CoMamba: Real-time Cooperative Perception Unlocked with State Space Models
Jinlong Li, Xinyu Liu, Baolu Li, Runsheng Xu, Jiachen Li, Hongkai Yu, Zhengzhong Tu
TL;DR
The paper tackles real-time cooperative perception for V2X systems by addressing the scalability and latency limitations of transformer-based fusion. It introduces CoMamba, a linear-complexity framework based on state-space models (Mamba) with two novel modules, CSS2D and GPM, to enable efficient 3D feature fusion across multiple connected agents. Empirical results on OPV2V, V2XSet, and V2V4Real show state-of-the-art detection accuracy with real-time performance (26.9 FPS) and linear scaling with increasing agents. This work demonstrates the practicality of SSM-based backbones for large-scale, onboard cooperative perception in intelligent transportation networks.
Abstract
Cooperative perception systems play a vital role in enhancing the safety and efficiency of vehicular autonomy. Although recent studies have highlighted the efficacy of vehicle-to-everything (V2X) communication techniques in autonomous driving, a significant challenge persists: how to efficiently integrate multiple high-bandwidth features across an expanding network of connected agents such as vehicles and infrastructure.
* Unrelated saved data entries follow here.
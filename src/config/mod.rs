use std::{
    env, fmt,
    fs::{self, File},
    io::Write,
    path::{Path, PathBuf},
};

use serde::{Deserialize, Serialize};

use crate::{
    domain::DEFAULT_CATEGORIES,
    errors::{DashboardError, Result},
};

const APP_DIR: &str = "semester-dashboard";
const CONFIG_FILE: &str = "config.json";
const TMP_SUFFIX: &str = "tmp";

/// Environment variable that overrides [`Config::api_base_url`].
pub const API_URL_ENV: &str = "SEMESTER_API_URL";

/// Colour scheme for the presentation layer. Never consulted by the session logic.
#[derive(Debug, Clone, Copy, Default, Serialize, Deserialize, PartialEq, Eq)]
#[serde(rename_all = "lowercase")]
pub enum Theme {
    #[default]
    Light,
    Dark,
}

impl fmt::Display for Theme {
    fn fmt(&self, f: &mut fmt::Formatter<'_>) -> fmt::Result {
        match self {
            Theme::Light => f.write_str("light"),
            Theme::Dark => f.write_str("dark"),
        }
    }
}

#[derive(Debug, Clone, Serialize, Deserialize, PartialEq)]
pub struct Config {
    #[serde(default = "Config::default_api_base_url")]
    pub api_base_url: String,
    #[serde(default = "Config::default_request_timeout_secs")]
    pub request_timeout_secs: u64,
    #[serde(default = "Config::default_categories")]
    pub categories: Vec<String>,
    #[serde(default)]
    pub theme: Theme,
}

impl Default for Config {
    fn default() -> Self {
        Self {
            api_base_url: Self::default_api_base_url(),
            request_timeout_secs: Self::default_request_timeout_secs(),
            categories: Self::default_categories(),
            theme: Theme::default(),
        }
    }
}

impl Config {
    fn default_api_base_url() -> String {
        "http://localhost:5000".into()
    }

    fn default_request_timeout_secs() -> u64 {
        10
    }

    fn default_categories() -> Vec<String> {
        DEFAULT_CATEGORIES.iter().map(|name| name.to_string()).collect()
    }

    /// Applies overrides from the process environment.
    pub fn apply_env_overrides(&mut self) {
        if let Ok(url) = env::var(API_URL_ENV) {
            let trimmed = url.trim();
            if !trimmed.is_empty() {
                self.api_base_url = trimmed.to_string();
            }
        }
    }
}

/// Loads and saves [`Config`] as JSON on disk.
#[derive(Debug, Clone)]
pub struct ConfigManager {
    path: PathBuf,
}

impl ConfigManager {
    /// Uses `<config_dir>/semester-dashboard/config.json` for the current user.
    pub fn new() -> Result<Self> {
        let base = dirs::config_dir()
            .ok_or_else(|| DashboardError::Config("unable to locate a config directory".into()))?;
        Self::with_base_dir(base.join(APP_DIR))
    }

    pub fn with_base_dir(base: PathBuf) -> Result<Self> {
        fs::create_dir_all(&base)?;
        Ok(Self {
            path: base.join(CONFIG_FILE),
        })
    }

    /// Reads the config file, falling back to defaults when it does not exist.
    pub fn load(&self) -> Result<Config> {
        if self.path.exists() {
            let data = fs::read_to_string(&self.path)?;
            serde_json::from_str(&data).map_err(|err| {
                DashboardError::Config(format!("{}: {err}", self.path.display()))
            })
        } else {
            Ok(Config::default())
        }
    }

    pub fn save(&self, config: &Config) -> Result<()> {
        if let Some(parent) = self.path.parent() {
            fs::create_dir_all(parent)?;
        }
        let json = serde_json::to_string_pretty(config)
            .map_err(|err| DashboardError::Config(err.to_string()))?;
        let tmp = tmp_path(&self.path);
        write_atomic(&tmp, &json)?;
        fs::rename(&tmp, &self.path)?;
        Ok(())
    }

    pub fn path(&self) -> &Path {
        &self.path
    }
}

fn tmp_path(path: &Path) -> PathBuf {
    let mut tmp = path.to_path_buf();
    let ext = match path.extension().and_then(|ext| ext.to_str()) {
        Some(existing) => format!("{}.{}", existing, TMP_SUFFIX),
        None => TMP_SUFFIX.to_string(),
    };
    tmp.set_extension(ext);
    tmp
}

fn write_atomic(path: &Path, data: &str) -> Result<()> {
    let mut file = File::create(path)?;
    file.write_all(data.as_bytes())?;
    file.flush()?;
    Ok(())
}

#[cfg(test)]
mod tests {
    use super::*;
    use crate::errors::ErrorKind;
    use tempfile::tempdir;

    #[test]
    fn missing_file_yields_defaults() {
        let dir = tempdir().unwrap();
        let manager = ConfigManager::with_base_dir(dir.path().join("cfg")).unwrap();
        let config = manager.load().unwrap();
        assert_eq!(config, Config::default());
        assert_eq!(config.api_base_url, "http://localhost:5000");
        assert_eq!(config.categories, vec!["Dues", "Event", "Uncategorized"]);
    }

    #[test]
    fn save_then_load_preserves_values() {
        let dir = tempdir().unwrap();
        let manager = ConfigManager::with_base_dir(dir.path().to_path_buf()).unwrap();
        let config = Config {
            api_base_url: "http://budget.internal:8080".into(),
            request_timeout_secs: 3,
            categories: vec!["Rent".into(), "Uncategorized".into()],
            theme: Theme::Dark,
        };
        manager.save(&config).unwrap();
        assert_eq!(manager.load().unwrap(), config);
        assert!(!tmp_path(manager.path()).exists());
    }

    #[test]
    fn partial_file_fills_in_defaults() {
        let dir = tempdir().unwrap();
        let manager = ConfigManager::with_base_dir(dir.path().to_path_buf()).unwrap();
        fs::write(manager.path(), r#"{"theme":"dark"}"#).unwrap();
        let config = manager.load().unwrap();
        assert_eq!(config.theme, Theme::Dark);
        assert_eq!(config.request_timeout_secs, 10);
    }

    #[test]
    fn corrupt_file_is_a_config_error() {
        let dir = tempdir().unwrap();
        let manager = ConfigManager::with_base_dir(dir.path().to_path_buf()).unwrap();
        fs::write(manager.path(), "{not json").unwrap();
        assert_eq!(manager.load().unwrap_err().kind(), ErrorKind::Config);
    }
}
In this paper, we introduce CoMamba, a novel cooperative 3D detection framework designed to leverage state-space models for real-time onboard vehicle perception. Compared to prior state-of-the-art transformer-based models, CoMamba enjoys being a more scalable 3D model using bidirectional state space models, bypassing the quadratic complexity pain-point of attention mechanisms. Through extensive experimentation on V2X/V2V datasets, CoMamba achieves superior performance compared to existing methods while maintaining real-time processing capabilities. The proposed framework not only enhances object detection accuracy but also significantly reduces processing time, making it a promising solution for next-generation cooperative perception systems in intelligent transportation networks.